___ Extracted material ___

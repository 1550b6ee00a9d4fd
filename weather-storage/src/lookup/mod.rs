//! Tiered lookup with write-through.
//!
//! ```text
//! lookup(city, now)
//!   ├─ FastCache.get ─────────────────────────────── hit → return
//!   ├─ EventLog.get_latest → age ≤ ttl → ObjectStore.read
//!   │                                     └─ ok → FastCache.set → return
//!   └─ OriginClient.fetch ── err → propagate
//!        └─ ObjectStore.store → EventLog.put → FastCache.set → return
//! ```
//!
//! Only [`OriginError`] leaves this module. Every storage failure is logged,
//! recorded in the [`LookupOutcome`], and otherwise ignored.

pub mod outcome;

pub use outcome::{LookupOutcome, LookupSource, SecondChanceMiss, WriteThrough};

use std::sync::Arc;
use std::time::Duration;

use tracing::{debug, error, info, warn};
use weather_core::{
    requested_time_label, CityKey, CompactTimestamp, EventRecord, LookupConfig, OriginClient,
    OriginError, PersistenceError, Timestamp, WeatherSnapshot, WriteStep,
};

use crate::cache::FastCache;
use crate::event_log::EventLog;
use crate::object_store::ObjectStore;

/// Cache → second chance → origin orchestration.
///
/// Collaborators are shared behind `Arc` and may be trait objects. There is
/// no locking and no deduplication: concurrent misses for the same city each
/// reach the origin, and each write is idempotent per `(city, timestamp)`.
pub struct LookupOrchestrator<C, L, S, O>
where
    C: FastCache + ?Sized,
    L: EventLog + ?Sized,
    S: ObjectStore + ?Sized,
    O: OriginClient + ?Sized,
{
    cache: Arc<C>,
    log: Arc<L>,
    store: Arc<S>,
    origin: Arc<O>,
    config: LookupConfig,
}

impl<C, L, S, O> LookupOrchestrator<C, L, S, O>
where
    C: FastCache + ?Sized,
    L: EventLog + ?Sized,
    S: ObjectStore + ?Sized,
    O: OriginClient + ?Sized,
{
    pub fn new(
        cache: Arc<C>,
        log: Arc<L>,
        store: Arc<S>,
        origin: Arc<O>,
        config: LookupConfig,
    ) -> Self {
        Self {
            cache,
            log,
            store,
            origin,
            config,
        }
    }

    pub fn config(&self) -> &LookupConfig {
        &self.config
    }

    pub fn cache(&self) -> &C {
        &self.cache
    }

    pub fn event_log(&self) -> &L {
        &self.log
    }

    pub fn object_store(&self) -> &S {
        &self.store
    }

    /// Resolve a snapshot for `city` as of `now`.
    ///
    /// Fails only when every tier misses and the origin fetch fails.
    pub async fn lookup(
        &self,
        city: &CityKey,
        now: Timestamp,
    ) -> Result<LookupOutcome, OriginError> {
        if let Some(snapshot) = self.cache.get(city).await {
            info!(city = %city, source = "cache", "Weather served from fast cache");
            return Ok(LookupOutcome::from_cache(snapshot));
        }

        let miss = match self.second_chance(city, now).await {
            Ok((snapshot, age)) => {
                let ttl = self.config.recache_ttl_for_age(age);
                let cached = self.populate_cache(city, ttl, &snapshot).await;
                info!(
                    city = %city,
                    source = "second_chance",
                    age_secs = age.as_secs(),
                    "Weather served from event log"
                );
                return Ok(LookupOutcome::from_second_chance(snapshot, cached));
            }
            Err(miss) => miss,
        };
        debug!(city = %city, reason = %miss, "No second chance");

        let snapshot = match self.origin.fetch(city, &requested_time_label(now)).await {
            Ok(snapshot) => snapshot,
            Err(e) => {
                error!(
                    city = %city,
                    provider = self.origin.provider_name(),
                    kind = e.kind(),
                    error = %e,
                    "Origin fetch failed"
                );
                return Err(e);
            }
        };

        let writes = self
            .write_through(city, CompactTimestamp::from_datetime(now), &snapshot)
            .await;
        info!(
            city = %city,
            source = "origin",
            clean = writes.is_clean(),
            "Weather fetched from origin"
        );
        Ok(LookupOutcome::from_origin(snapshot, miss, writes))
    }

    /// Latest stored snapshot for `city` and its age, if still fresh.
    ///
    /// The boundary is inclusive: a record exactly `ttl` old is fresh.
    async fn second_chance(
        &self,
        city: &CityKey,
        now: Timestamp,
    ) -> Result<(WeatherSnapshot, Duration), SecondChanceMiss> {
        let record = match self.log.get_latest(city).await {
            Ok(Some(record)) => record,
            Ok(None) => return Err(SecondChanceMiss::NoRecord),
            Err(e) => {
                warn!(city = %city, tier = "event_log", error = %e, "Event log lookup failed");
                return Err(SecondChanceMiss::LogUnavailable(e));
            }
        };

        let fetched_at = record.timestamp.to_datetime().map_err(|e| {
            warn!(city = %city, tier = "event_log", error = %e, "Unparseable event timestamp");
            SecondChanceMiss::InvalidTimestamp {
                raw: record.timestamp.to_string(),
            }
        })?;

        // A record from the future (clock skew) counts as brand new.
        let age = (now - fetched_at).to_std().unwrap_or(Duration::ZERO);
        if age > self.config.ttl {
            return Err(SecondChanceMiss::Stale { age });
        }

        match self.store.read(&record.path).await {
            Ok(snapshot) => Ok((snapshot, age)),
            Err(e) => {
                warn!(
                    city = %city,
                    tier = "object_store",
                    path = %record.path,
                    error = %e,
                    "Stored snapshot unreadable"
                );
                Err(SecondChanceMiss::ObjectUnreadable {
                    path: record.path,
                    source: e,
                })
            }
        }
    }

    /// Store object → append log → populate cache.
    ///
    /// The log append is skipped when the store fails, so a log entry never
    /// points at a missing object. The cache is populated either way.
    async fn write_through(
        &self,
        city: &CityKey,
        timestamp: CompactTimestamp,
        snapshot: &WeatherSnapshot,
    ) -> WriteThrough {
        let stored = self
            .store
            .store(city, &timestamp, snapshot)
            .await
            .map_err(|e| persistence_failure(city, WriteStep::StoreObject, e));

        let logged = match &stored {
            Ok(path) => Some(
                self.log
                    .put(&EventRecord::new(city.clone(), timestamp, path.clone()))
                    .await
                    .map_err(|e| persistence_failure(city, WriteStep::AppendLog, e)),
            ),
            Err(_) => None,
        };

        let cached = self.populate_cache(city, self.config.ttl, snapshot).await;

        WriteThrough {
            object_store: Some(stored),
            event_log: logged,
            cache: Some(cached),
        }
    }

    async fn populate_cache(
        &self,
        city: &CityKey,
        ttl: Duration,
        snapshot: &WeatherSnapshot,
    ) -> Result<(), PersistenceError> {
        self.cache
            .set(city, ttl, snapshot)
            .await
            .map_err(|e| persistence_failure(city, WriteStep::PopulateCache, e))
    }
}

fn persistence_failure(
    city: &CityKey,
    step: WriteStep,
    source: weather_core::StorageError,
) -> PersistenceError {
    warn!(city = %city, step = %step, error = %source, "Write-through step failed");
    PersistenceError::new(step, source)
}

impl<C, L, S, O> Clone for LookupOrchestrator<C, L, S, O>
where
    C: FastCache + ?Sized,
    L: EventLog + ?Sized,
    S: ObjectStore + ?Sized,
    O: OriginClient + ?Sized,
{
    fn clone(&self) -> Self {
        Self {
            cache: Arc::clone(&self.cache),
            log: Arc::clone(&self.log),
            store: Arc::clone(&self.store),
            origin: Arc::clone(&self.origin),
            config: self.config.clone(),
        }
    }
}

// ============================================================================
// TESTS
// ============================================================================

#[cfg(test)]
mod tests {
    use super::*;
    use crate::{InMemoryEventLog, InMemoryFastCache, InMemoryObjectStore};
    use async_trait::async_trait;
    use chrono::{TimeZone, Utc};
    use std::sync::atomic::{AtomicUsize, Ordering};
    use weather_core::RecacheTtl;

    struct FixedOrigin {
        calls: AtomicUsize,
        fail: bool,
    }

    impl FixedOrigin {
        fn new(fail: bool) -> Self {
            Self {
                calls: AtomicUsize::new(0),
                fail,
            }
        }
    }

    #[async_trait]
    impl OriginClient for FixedOrigin {
        async fn fetch(
            &self,
            city: &CityKey,
            requested_time: &str,
        ) -> Result<WeatherSnapshot, OriginError> {
            self.calls.fetch_add(1, Ordering::SeqCst);
            if self.fail {
                return Err(OriginError::Request {
                    reason: "connection refused".to_string(),
                });
            }
            Ok(WeatherSnapshot {
                location_name: city.to_string(),
                temperature_celsius: "17 °C".to_string(),
                temperature_fahrenheit: "63 °F".to_string(),
                wind: "Calm, 0.1 m/s".to_string(),
                cloudiness: "Clear sky".to_string(),
                pressure: "1027 hpa".to_string(),
                humidity: "63%".to_string(),
                sunrise: "06:07".to_string(),
                sunset: "18:00".to_string(),
                geo_coordinates: "[52.23, 21.01]".to_string(),
                requested_time: requested_time.to_string(),
                forecast: String::new(),
            })
        }
    }

    type Orchestrator =
        LookupOrchestrator<InMemoryFastCache, InMemoryEventLog, InMemoryObjectStore, FixedOrigin>;

    fn build(config: LookupConfig, fail: bool) -> Orchestrator {
        LookupOrchestrator::new(
            Arc::new(InMemoryFastCache::new()),
            Arc::new(InMemoryEventLog::new()),
            Arc::new(InMemoryObjectStore::new()),
            Arc::new(FixedOrigin::new(fail)),
            config,
        )
    }

    fn at(secs: i64) -> Timestamp {
        Utc.timestamp_opt(1_515_499_020 + secs, 0)
            .single()
            .expect("valid instant")
    }

    fn warsaw() -> CityKey {
        CityKey::parse("warsaw").expect("valid city")
    }

    #[tokio::test]
    async fn test_origin_then_cache() {
        let orchestrator = build(LookupConfig::default(), false);

        let first = orchestrator.lookup(&warsaw(), at(0)).await.expect("lookup");
        assert_eq!(first.source(), LookupSource::Origin);
        assert_eq!(first.second_chance_miss(), Some(&SecondChanceMiss::NoRecord));
        assert!(first.writes().is_clean());
        assert_eq!(first.snapshot().requested_time, "2018-01-09 11:57:00");

        let second = orchestrator.lookup(&warsaw(), at(1)).await.expect("lookup");
        assert_eq!(second.source(), LookupSource::Cache);
        assert_eq!(second.snapshot(), first.snapshot());
        assert_eq!(orchestrator.origin.calls.load(Ordering::SeqCst), 1);
    }

    #[tokio::test]
    async fn test_second_chance_after_eviction() {
        let orchestrator = build(LookupConfig::default(), false);
        let first = orchestrator.lookup(&warsaw(), at(0)).await.expect("lookup");

        orchestrator.cache().clear();
        let again = orchestrator.lookup(&warsaw(), at(120)).await.expect("lookup");
        assert_eq!(again.source(), LookupSource::SecondChance);
        assert_eq!(again.snapshot(), first.snapshot());
        assert_eq!(again.writes().cache, Some(Ok(())));
        assert_eq!(orchestrator.origin.calls.load(Ordering::SeqCst), 1);
    }

    #[tokio::test]
    async fn test_stale_record_goes_to_origin() {
        let orchestrator = build(LookupConfig::default(), false);
        orchestrator.lookup(&warsaw(), at(0)).await.expect("lookup");
        orchestrator.cache().clear();

        let outcome = orchestrator.lookup(&warsaw(), at(301)).await.expect("lookup");
        assert_eq!(outcome.source(), LookupSource::Origin);
        assert_eq!(
            outcome.second_chance_miss(),
            Some(&SecondChanceMiss::Stale {
                age: Duration::from_secs(301)
            })
        );
    }

    #[tokio::test]
    async fn test_origin_failure_propagates() {
        let orchestrator = build(LookupConfig::default(), true);
        let err = orchestrator.lookup(&warsaw(), at(0)).await.unwrap_err();
        assert_eq!(err.kind(), "request");
        assert!(orchestrator.cache().is_empty());
        assert!(orchestrator.event_log().is_empty().expect("len"));
        assert!(orchestrator.object_store().is_empty());
    }

    #[tokio::test]
    async fn test_recache_policy_applies_to_second_chance() {
        let config = LookupConfig::new(Duration::from_secs(300)).with_recache_ttl(RecacheTtl::Full);
        let orchestrator = build(config, false);
        orchestrator.lookup(&warsaw(), at(0)).await.expect("lookup");
        orchestrator.cache().clear();

        let outcome = orchestrator.lookup(&warsaw(), at(299)).await.expect("lookup");
        assert_eq!(outcome.source(), LookupSource::SecondChance);
        assert_eq!(orchestrator.cache().len(), 1);
    }

    #[tokio::test]
    async fn test_clone_shares_collaborators() {
        let orchestrator = build(LookupConfig::default(), false);
        let clone = orchestrator.clone();
        orchestrator.lookup(&warsaw(), at(0)).await.expect("lookup");
        let outcome = clone.lookup(&warsaw(), at(1)).await.expect("lookup");
        assert_eq!(outcome.source(), LookupSource::Cache);
    }
}
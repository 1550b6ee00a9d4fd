//! Axum middleware for HTTP request tracing and metrics.

use axum::{
    extract::{MatchedPath, Request},
    middleware::Next,
    response::Response,
};
use std::time::Instant;
use tracing::{info_span, Instrument};

use super::metrics::with_metrics;

/// Label used for requests that matched no route.
const UNMATCHED_ROUTE: &str = "unmatched";

/// Route template for metrics and spans.
///
/// Uses the matched route rather than the raw URI so query strings and
/// unknown paths cannot blow up label cardinality.
fn route_label(request: &Request) -> String {
    request
        .extensions()
        .get::<MatchedPath>()
        .map(|p| p.as_str().to_string())
        .unwrap_or_else(|| UNMATCHED_ROUTE.to_string())
}

/// Wraps every request in an `http_request` span and records its latency
/// and status in Prometheus.
pub async fn observability_middleware(request: Request, next: Next) -> Response {
    let start = Instant::now();

    let method = request.method().clone();
    let path = request.uri().path().to_string();
    let route = route_label(&request);

    let span = info_span!(
        "http_request",
        http.method = %method,
        http.target = %path,
        http.route = %route,
    );

    let response = next.run(request).instrument(span).await;

    let duration = start.elapsed();
    let status = response.status();
    with_metrics(|m| {
        m.record_http_request(method.as_str(), &route, status.as_u16(), duration.as_secs_f64())
    });

    tracing::info!(
        method = %method,
        path = %path,
        status = status.as_u16(),
        duration_ms = duration.as_millis() as u64,
        "Request completed"
    );

    response
}

#[cfg(test)]
mod tests {
    use super::*;
    use axum::body::Body;

    #[test]
    fn test_route_label_without_match() {
        let request = Request::builder()
            .uri("/nowhere?city=warsaw")
            .body(Body::empty())
            .expect("request");
        assert_eq!(route_label(&request), UNMATCHED_ROUTE);
    }
}
//! In-process object store.

use async_trait::async_trait;
use dashmap::DashMap;
use weather_core::{CityKey, CompactTimestamp, ObjectPath, StorageError, WeatherSnapshot};

use super::{decode_object, encode_pretty, object_name, ObjectStore};

const SCHEME: &str = "mem://";

/// Object store backed by a concurrent map of path to bytes.
#[derive(Debug, Default)]
pub struct InMemoryObjectStore {
    objects: DashMap<String, Vec<u8>>,
}

impl InMemoryObjectStore {
    pub fn new() -> Self {
        Self::default()
    }

    /// Where the object for `(city, timestamp)` lives.
    pub fn path_for(city: &CityKey, timestamp: &CompactTimestamp) -> ObjectPath {
        ObjectPath::new(format!("{}{}", SCHEME, object_name(city, timestamp)))
    }

    /// Overwrite an object with arbitrary bytes.
    pub fn insert_raw(&self, path: &ObjectPath, bytes: impl Into<Vec<u8>>) {
        self.objects.insert(path.as_str().to_string(), bytes.into());
    }

    /// Drop an object. Returns true if it existed.
    pub fn remove(&self, path: &ObjectPath) -> bool {
        self.objects.remove(path.as_str()).is_some()
    }

    pub fn len(&self) -> usize {
        self.objects.len()
    }

    pub fn is_empty(&self) -> bool {
        self.objects.is_empty()
    }
}

#[async_trait]
impl ObjectStore for InMemoryObjectStore {
    async fn store(
        &self,
        city: &CityKey,
        timestamp: &CompactTimestamp,
        snapshot: &WeatherSnapshot,
    ) -> Result<ObjectPath, StorageError> {
        let path = Self::path_for(city, timestamp);
        let bytes = encode_pretty(snapshot)?;
        self.objects.insert(path.as_str().to_string(), bytes);
        Ok(path)
    }

    async fn read(&self, path: &ObjectPath) -> Result<WeatherSnapshot, StorageError> {
        let bytes = self
            .objects
            .get(path.as_str())
            .map(|entry| entry.value().clone())
            .ok_or_else(|| StorageError::NotFound {
                path: path.to_string(),
            })?;
        decode_object(path, &bytes)
    }
}
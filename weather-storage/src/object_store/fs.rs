//! Filesystem object store.

use std::io::ErrorKind;
use std::path::{Path, PathBuf};
use std::sync::atomic::{AtomicU64, Ordering};

use async_trait::async_trait;
use tokio::fs;
use tokio::io::AsyncWriteExt;
use tracing::debug;
use weather_core::{CityKey, CompactTimestamp, ObjectPath, StorageError, WeatherSnapshot};

use super::{decode_object, encode_pretty, object_name, ObjectStore};

fn io_error(path: &Path, e: std::io::Error) -> StorageError {
    StorageError::Io {
        path: path.display().to_string(),
        reason: e.to_string(),
    }
}

/// One pretty-printed JSON file per snapshot under a root directory.
///
/// Writes go to a temporary file first and are renamed into place, so a
/// reader never sees a half-written object.
pub struct FsObjectStore {
    root: PathBuf,
    tmp_seq: AtomicU64,
}

impl FsObjectStore {
    /// Open a store rooted at `root`, creating the directory if needed.
    pub async fn new(root: impl Into<PathBuf>) -> Result<Self, StorageError> {
        let root = root.into();
        fs::create_dir_all(&root)
            .await
            .map_err(|e| io_error(&root, e))?;
        Ok(Self {
            root,
            tmp_seq: AtomicU64::new(0),
        })
    }

    pub fn root(&self) -> &Path {
        &self.root
    }

    /// Where the object for `(city, timestamp)` lives.
    pub fn path_for(&self, city: &CityKey, timestamp: &CompactTimestamp) -> PathBuf {
        self.root.join(object_name(city, timestamp))
    }

    fn temp_path_for(&self, name: &str) -> PathBuf {
        let seq = self.tmp_seq.fetch_add(1, Ordering::Relaxed);
        self.root
            .join(format!(".{}.{}-{}.tmp", name, std::process::id(), seq))
    }
}

#[async_trait]
impl ObjectStore for FsObjectStore {
    async fn store(
        &self,
        city: &CityKey,
        timestamp: &CompactTimestamp,
        snapshot: &WeatherSnapshot,
    ) -> Result<ObjectPath, StorageError> {
        let name = object_name(city, timestamp);
        let path = self.root.join(&name);
        let temp_path = self.temp_path_for(&name);
        let data = encode_pretty(snapshot)?;

        // Write atomically
        let mut file = fs::File::create(&temp_path)
            .await
            .map_err(|e| io_error(&temp_path, e))?;
        file.write_all(&data)
            .await
            .map_err(|e| io_error(&temp_path, e))?;
        file.sync_all()
            .await
            .map_err(|e| io_error(&temp_path, e))?;
        drop(file);

        if let Err(e) = fs::rename(&temp_path, &path).await {
            let _ = fs::remove_file(&temp_path).await;
            return Err(io_error(&path, e));
        }

        debug!(city = %city, path = %path.display(), bytes = data.len(), "Stored snapshot");
        Ok(ObjectPath::new(path.display().to_string()))
    }

    async fn read(&self, path: &ObjectPath) -> Result<WeatherSnapshot, StorageError> {
        let fs_path = Path::new(path.as_str());
        let bytes = fs::read(fs_path).await.map_err(|e| match e.kind() {
            ErrorKind::NotFound => StorageError::NotFound {
                path: path.to_string(),
            },
            _ => io_error(fs_path, e),
        })?;
        decode_object(path, &bytes)
    }
}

___

**Problem to work on**
Using the entries above, quote each line verbatim from the first through the line that contains "objects. There is".

**Result of this task**
repository 1550b6ee00a9d4fd
filename weather-storage/src/lookup/mod.rs
//! Tiered lookup with write-through.
//!
//! ```text
//! lookup(city, now)
//!   ├─ FastCache.get ─────────────────────────────── hit → return
//!   ├─ EventLog.get_latest → age ≤ ttl → ObjectStore.read
//!   │                                     └─ ok → FastCache.set → return
//!   └─ OriginClient.fetch ── err → propagate
//!        └─ ObjectStore.store → EventLog.put → FastCache.set → return
//! ```
//!
//! Only [`OriginError`] leaves this module. Every storage failure is logged,
//! recorded in the [`LookupOutcome`], and otherwise ignored.

pub mod outcome;

pub use outcome::{LookupOutcome, LookupSource, SecondChanceMiss, WriteThrough};

use std::sync::Arc;
use std::time::Duration;

use tracing::{debug, error, info, warn};
use weather_core::{
    requested_time_label, CityKey, CompactTimestamp, EventRecord, LookupConfig, OriginClient,
    OriginError, PersistenceError, Timestamp, WeatherSnapshot, WriteStep,
};

use crate::cache::FastCache;
use crate::event_log::EventLog;
use crate::object_store::ObjectStore;

/// Cache → second chance → origin orchestration.
///
/// Collaborators are shared behind `Arc` and may be trait objects. There is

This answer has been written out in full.